→ Requirement
Below are the records; copy out every line that holds the word "never".

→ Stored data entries
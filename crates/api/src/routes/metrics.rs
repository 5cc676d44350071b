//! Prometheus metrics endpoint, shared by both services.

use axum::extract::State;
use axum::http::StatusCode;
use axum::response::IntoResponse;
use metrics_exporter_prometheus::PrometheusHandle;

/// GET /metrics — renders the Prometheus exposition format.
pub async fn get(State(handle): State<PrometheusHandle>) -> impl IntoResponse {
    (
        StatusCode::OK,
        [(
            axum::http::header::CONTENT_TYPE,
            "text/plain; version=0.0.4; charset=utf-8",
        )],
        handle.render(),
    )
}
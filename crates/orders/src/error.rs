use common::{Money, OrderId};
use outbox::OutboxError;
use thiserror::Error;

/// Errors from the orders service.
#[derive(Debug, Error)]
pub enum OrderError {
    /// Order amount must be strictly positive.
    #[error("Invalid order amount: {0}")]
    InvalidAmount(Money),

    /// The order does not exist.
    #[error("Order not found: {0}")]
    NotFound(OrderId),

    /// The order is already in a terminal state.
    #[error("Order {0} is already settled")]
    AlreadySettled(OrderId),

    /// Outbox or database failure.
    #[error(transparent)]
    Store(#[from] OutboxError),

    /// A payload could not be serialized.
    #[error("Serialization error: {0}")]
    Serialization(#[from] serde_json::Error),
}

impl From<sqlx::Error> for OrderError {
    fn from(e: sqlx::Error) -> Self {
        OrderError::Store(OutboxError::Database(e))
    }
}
--
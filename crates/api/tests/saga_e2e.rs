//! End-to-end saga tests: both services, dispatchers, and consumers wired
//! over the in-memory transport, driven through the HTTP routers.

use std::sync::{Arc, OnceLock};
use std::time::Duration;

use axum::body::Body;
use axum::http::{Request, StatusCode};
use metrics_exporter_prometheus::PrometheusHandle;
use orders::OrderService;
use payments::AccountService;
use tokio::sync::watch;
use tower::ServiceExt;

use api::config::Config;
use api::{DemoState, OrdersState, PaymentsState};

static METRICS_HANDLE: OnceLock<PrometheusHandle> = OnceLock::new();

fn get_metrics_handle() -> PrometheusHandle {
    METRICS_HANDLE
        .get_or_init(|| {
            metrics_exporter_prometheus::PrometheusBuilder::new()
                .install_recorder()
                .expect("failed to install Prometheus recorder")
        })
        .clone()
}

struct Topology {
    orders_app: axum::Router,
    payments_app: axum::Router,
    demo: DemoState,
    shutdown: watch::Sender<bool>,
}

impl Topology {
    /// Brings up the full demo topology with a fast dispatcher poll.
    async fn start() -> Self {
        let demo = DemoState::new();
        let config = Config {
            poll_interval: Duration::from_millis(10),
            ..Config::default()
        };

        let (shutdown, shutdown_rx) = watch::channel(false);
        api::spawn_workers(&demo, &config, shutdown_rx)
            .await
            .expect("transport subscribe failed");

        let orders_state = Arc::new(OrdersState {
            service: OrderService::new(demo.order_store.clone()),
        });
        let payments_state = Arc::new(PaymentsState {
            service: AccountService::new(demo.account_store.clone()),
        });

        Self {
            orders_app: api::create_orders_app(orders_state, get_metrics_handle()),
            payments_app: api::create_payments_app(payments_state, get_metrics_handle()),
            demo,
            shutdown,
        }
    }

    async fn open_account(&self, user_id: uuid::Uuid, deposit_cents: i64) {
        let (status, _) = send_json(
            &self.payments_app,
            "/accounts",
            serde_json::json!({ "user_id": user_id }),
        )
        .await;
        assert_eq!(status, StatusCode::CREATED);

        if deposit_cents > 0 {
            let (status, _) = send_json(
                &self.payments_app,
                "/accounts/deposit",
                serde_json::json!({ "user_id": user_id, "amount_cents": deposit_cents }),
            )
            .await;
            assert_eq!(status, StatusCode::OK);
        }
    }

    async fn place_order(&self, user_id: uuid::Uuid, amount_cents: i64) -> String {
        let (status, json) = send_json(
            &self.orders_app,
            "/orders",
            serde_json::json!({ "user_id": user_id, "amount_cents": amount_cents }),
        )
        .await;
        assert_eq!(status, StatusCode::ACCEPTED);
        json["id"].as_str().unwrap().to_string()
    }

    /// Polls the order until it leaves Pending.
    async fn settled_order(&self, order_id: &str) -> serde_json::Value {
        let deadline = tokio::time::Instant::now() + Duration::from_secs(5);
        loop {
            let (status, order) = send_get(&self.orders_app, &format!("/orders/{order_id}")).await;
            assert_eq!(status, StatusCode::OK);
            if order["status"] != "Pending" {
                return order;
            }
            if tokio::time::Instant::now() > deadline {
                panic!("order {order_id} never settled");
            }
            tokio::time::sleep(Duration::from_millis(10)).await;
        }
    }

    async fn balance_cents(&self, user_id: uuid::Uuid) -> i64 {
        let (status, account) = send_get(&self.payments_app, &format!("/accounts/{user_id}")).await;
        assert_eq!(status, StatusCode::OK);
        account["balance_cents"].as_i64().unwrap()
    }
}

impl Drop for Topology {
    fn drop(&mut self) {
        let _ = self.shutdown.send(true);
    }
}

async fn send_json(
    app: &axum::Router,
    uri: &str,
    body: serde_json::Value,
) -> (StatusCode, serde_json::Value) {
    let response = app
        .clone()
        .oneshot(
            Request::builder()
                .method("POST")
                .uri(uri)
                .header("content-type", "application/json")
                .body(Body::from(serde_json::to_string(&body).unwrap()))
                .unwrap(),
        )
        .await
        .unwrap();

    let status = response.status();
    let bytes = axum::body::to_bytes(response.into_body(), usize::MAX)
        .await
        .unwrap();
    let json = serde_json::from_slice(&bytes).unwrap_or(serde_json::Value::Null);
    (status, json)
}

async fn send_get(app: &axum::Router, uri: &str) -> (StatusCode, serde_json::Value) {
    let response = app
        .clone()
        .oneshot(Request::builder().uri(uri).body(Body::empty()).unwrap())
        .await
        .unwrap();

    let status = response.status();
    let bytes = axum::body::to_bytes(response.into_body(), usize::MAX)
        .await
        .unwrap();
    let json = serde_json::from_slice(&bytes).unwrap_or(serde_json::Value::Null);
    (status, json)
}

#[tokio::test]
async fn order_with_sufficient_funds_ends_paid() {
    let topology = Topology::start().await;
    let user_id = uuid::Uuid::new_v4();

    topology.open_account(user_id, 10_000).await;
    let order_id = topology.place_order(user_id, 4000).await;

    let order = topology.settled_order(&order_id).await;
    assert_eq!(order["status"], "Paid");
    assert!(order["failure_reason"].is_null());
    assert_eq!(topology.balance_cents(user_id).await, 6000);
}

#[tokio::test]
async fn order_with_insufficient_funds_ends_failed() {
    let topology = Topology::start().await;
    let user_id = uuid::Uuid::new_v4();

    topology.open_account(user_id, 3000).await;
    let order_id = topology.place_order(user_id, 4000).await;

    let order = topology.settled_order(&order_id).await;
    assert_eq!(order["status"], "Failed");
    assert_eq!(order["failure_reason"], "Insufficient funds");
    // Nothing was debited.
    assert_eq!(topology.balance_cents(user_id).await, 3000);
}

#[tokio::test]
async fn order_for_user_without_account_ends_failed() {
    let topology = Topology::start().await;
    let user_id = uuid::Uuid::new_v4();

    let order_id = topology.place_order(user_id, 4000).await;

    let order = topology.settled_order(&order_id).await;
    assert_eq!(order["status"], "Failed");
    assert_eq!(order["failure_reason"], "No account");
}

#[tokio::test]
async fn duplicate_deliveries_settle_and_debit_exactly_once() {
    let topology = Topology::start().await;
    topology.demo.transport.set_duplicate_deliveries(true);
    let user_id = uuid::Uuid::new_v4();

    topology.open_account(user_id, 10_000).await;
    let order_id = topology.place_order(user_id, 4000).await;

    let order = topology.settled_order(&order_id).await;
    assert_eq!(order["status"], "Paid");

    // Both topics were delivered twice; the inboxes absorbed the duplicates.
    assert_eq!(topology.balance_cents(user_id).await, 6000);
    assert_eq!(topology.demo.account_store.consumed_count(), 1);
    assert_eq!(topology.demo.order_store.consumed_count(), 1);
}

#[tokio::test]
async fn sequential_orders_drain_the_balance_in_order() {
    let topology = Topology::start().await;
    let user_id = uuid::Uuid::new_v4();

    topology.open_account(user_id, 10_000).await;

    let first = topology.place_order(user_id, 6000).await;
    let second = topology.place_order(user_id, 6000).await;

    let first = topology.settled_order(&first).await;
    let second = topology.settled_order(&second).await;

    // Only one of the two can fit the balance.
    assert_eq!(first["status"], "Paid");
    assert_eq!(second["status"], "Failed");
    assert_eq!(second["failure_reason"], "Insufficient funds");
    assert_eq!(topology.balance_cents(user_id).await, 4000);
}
--
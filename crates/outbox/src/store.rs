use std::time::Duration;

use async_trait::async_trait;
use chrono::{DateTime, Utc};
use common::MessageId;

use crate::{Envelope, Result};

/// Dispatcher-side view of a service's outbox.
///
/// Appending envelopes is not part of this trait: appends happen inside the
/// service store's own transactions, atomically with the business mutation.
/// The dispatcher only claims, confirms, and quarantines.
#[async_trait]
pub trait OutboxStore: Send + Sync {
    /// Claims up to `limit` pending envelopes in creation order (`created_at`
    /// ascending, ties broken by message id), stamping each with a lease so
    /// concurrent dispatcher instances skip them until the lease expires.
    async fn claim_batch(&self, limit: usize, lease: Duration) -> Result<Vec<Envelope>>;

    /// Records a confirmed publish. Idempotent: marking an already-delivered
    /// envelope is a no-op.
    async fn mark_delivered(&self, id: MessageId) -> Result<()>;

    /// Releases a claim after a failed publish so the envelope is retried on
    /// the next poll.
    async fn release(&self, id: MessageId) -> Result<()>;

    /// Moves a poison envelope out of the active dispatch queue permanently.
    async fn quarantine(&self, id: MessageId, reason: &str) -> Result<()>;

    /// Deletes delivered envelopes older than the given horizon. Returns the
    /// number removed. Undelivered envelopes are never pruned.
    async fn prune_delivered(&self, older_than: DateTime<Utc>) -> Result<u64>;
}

→ Result
                panic!("order {order_id} never settled");
    /// number removed. Undelivered envelopes are never pruned.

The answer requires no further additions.